Belmonte. All’Ex Convento A ‘sta frinesta di Federica Greco e Paolo Presta

Una finestra aperta sulla tradizione musicale calabrese, creata prendendo spunto da alcuni canti raccolti dai ricercatori in diverse aree della regione.

È questo “A ‘sta frinesta”, ultimo lavoro discografico del duo Federica Greco e Paolo Presta che domenica 10 luglio verrà presentato, ufficialmente per la prima volta, presso l’Ex Convento dei cappuccini di Belmonte Calabro.

Ad accogliere la voce e il tamburello di Federica e l’organetto diatonico e la voce di Paolo, sarà la chiesa dell’Ex Convento, spazio che progetta, organizza e sostiene produzioni teatrali, residenze creative, rassegne, feste di comunità e progetti didattici.
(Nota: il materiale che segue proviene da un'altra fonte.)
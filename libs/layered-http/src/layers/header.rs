use crate::error::HttpError;
use http::header::HeaderName;
use http::{HeaderValue, Request};
use std::task::{Context, Poll};
use tower::{Layer, Service};

/// Tower layer that appends a fixed header to every request
///
/// Existing values for the same header name are kept: the layer appends,
/// it never replaces. Two stacked layers with the same name therefore leave
/// both values on the request.
#[derive(Clone, Debug)]
pub struct HeaderLayer {
    name: HeaderName,
    value: HeaderValue,
}

impl HeaderLayer {
    /// Create a new `HeaderLayer` from string name and value
    ///
    /// # Errors
    /// Returns `HttpError::InvalidHeaderName` or `HttpError::InvalidHeaderValue`
    /// if either part is not a valid HTTP header component
    pub fn try_new(name: impl AsRef<str>, value: impl AsRef<str>) -> Result<Self, HttpError> {
        let name = HeaderName::from_bytes(name.as_ref().as_bytes())?;
        let value = HeaderValue::from_str(value.as_ref())?;
        Ok(Self { name, value })
    }

    /// Create a `HeaderLayer` from already validated parts
    #[must_use]
    pub fn from_parts(name: HeaderName, value: HeaderValue) -> Self {
        Self { name, value }
    }

    /// Header name this layer appends
    #[must_use]
    pub fn name(&self) -> &HeaderName {
        &self.name
    }

    /// Header value this layer appends
    #[must_use]
    pub fn value(&self) -> &HeaderValue {
        &self.value
    }
}

impl<S> Layer<S> for HeaderLayer {
    type Service = HeaderService<S>;

    fn layer(&self, inner: S) -> Self::Service {
        HeaderService {
            inner,
            name: self.name.clone(),
            value: self.value.clone(),
        }
    }
}

/// Service that appends a header to requests before delegating
#[derive(Clone, Debug)]
pub struct HeaderService<S> {
    inner: S,
    name: HeaderName,
    value: HeaderValue,
}

impl<S, ReqBody> Service<Request<ReqBody>> for HeaderService<S>
where
    S: Service<Request<ReqBody>>,
{
    type Response = S::Response;
    type Error = S::Error;
    type Future = S::Future;

    fn poll_ready(&mut self, cx: &mut Context<'_>) -> Poll<Result<(), Self::Error>> {
        self.inner.poll_ready(cx)
    }

    fn call(&mut self, mut req: Request<ReqBody>) -> Self::Future {
        req.headers_mut()
            .append(self.name.clone(), self.value.clone());
        self.inner.call(req)
    }
}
La chiesa, circondata dalla natura, insieme alla musica e allo scorcio sul mare al tramonto, regaleranno suggestioni e sensazioni uniche a coloro che avranno il piacere di ascoltare e prendere parte alla performance, a partire dalle 19:30, che sarà «A ingresso libero, con uscita ad offerta libera e consapevole», dice Stefano Cuzzocrea, co- ideatore e organizzatore del progetto Ex Convento.

Grazie alle mura risonanti della chiesa l’esecuzione sarà in acustico, e i brani che ascolteremo, nonostante nascano da registrazioni sul campo, sono stati riarrangiati secondo una propria idea musicale, modificati dal punto di vista ritmico, armonico ma anche da quello melodico. Varie infatti sono le allusioni al rock, al jazz, al rap e ad altri stili, come l’improvvisazione, che fanno parte del background del duo, attivo dal 2018, nato all’interno delle mura del Conservatorio “Stanislao Giacomantonio” di Cosenza.

Da Spuntunera, a U re Bifè, a Strina du judeu, o ancora A ‘sta frinesta, brano dal quale prende il nome il disco uscito su tutti i digital store lo scorso 14 giugno, nei brani emerge la passione comune per la cultura della propria terra d’origine dei due musicisti, che ha dato vita ad una reinterpretazione del repertorio tradizionale «il cui intento non è filologico ma è quello di prendere spunto dalla tradizione per poi lasciare spazio alla creatività ed al gusto personale» dicono a riguardo i due giovani, che hanno inoltre partecipato a diversi festival, tra cui Radicamenti Mendicino Festival, Peperoncino Festival, Notte dei Musei, Tarantella Power, Insegui l’Arte – Festival della Ri-conoscenza.

Una serata, quella di domenica all’Ex Convento, durante la quale il tocco deciso dell’organetto diatonico si accompagnerà ad una voce espressiva ed emozionante, arrivando, grazie anche alla location incastonata a due passi dal centro storico di Belmonte, alla mente e al cuore.

Si tratta del terzo evento dell’estate all’Ex Convento, che segue i due laboratori residenziali della rassegna “Ricomporre i passi” appena terminati: “Cantare nel paesaggio”, laboratorio di canto-voce-ascolto sul patrimonio polivocale calabrese a cura di Anna Maria Civico, terminato il 5 giugno con una performance che ha visto come protagonisti alcuni musicisti calabresi e non, all’interno dello spazio della chiesa; e “Dança Imaginal espaço de imaginaçao corporea”, realizzato da Maddalena Ugolini, terminato il 4 luglio, dedicato all’improvvisazione seguendo un percorso esplorativo delle potenzialità espressive.

I prossimi eventi saranno “Attraversamenti”, esplorazioni poetiche tra terra e cielo dedicato a bambini/e dai 7 agli 11 anni, dal 5 al 9 settembre, a cura di Stefano Cuzzocrea e Chiara Tabaroni, creatrice di progetti culturali; e il laboratorio di Clown teatrale, tenuto da Willy the clown, alias Antonio Villella, dal 21 al 25 settembre.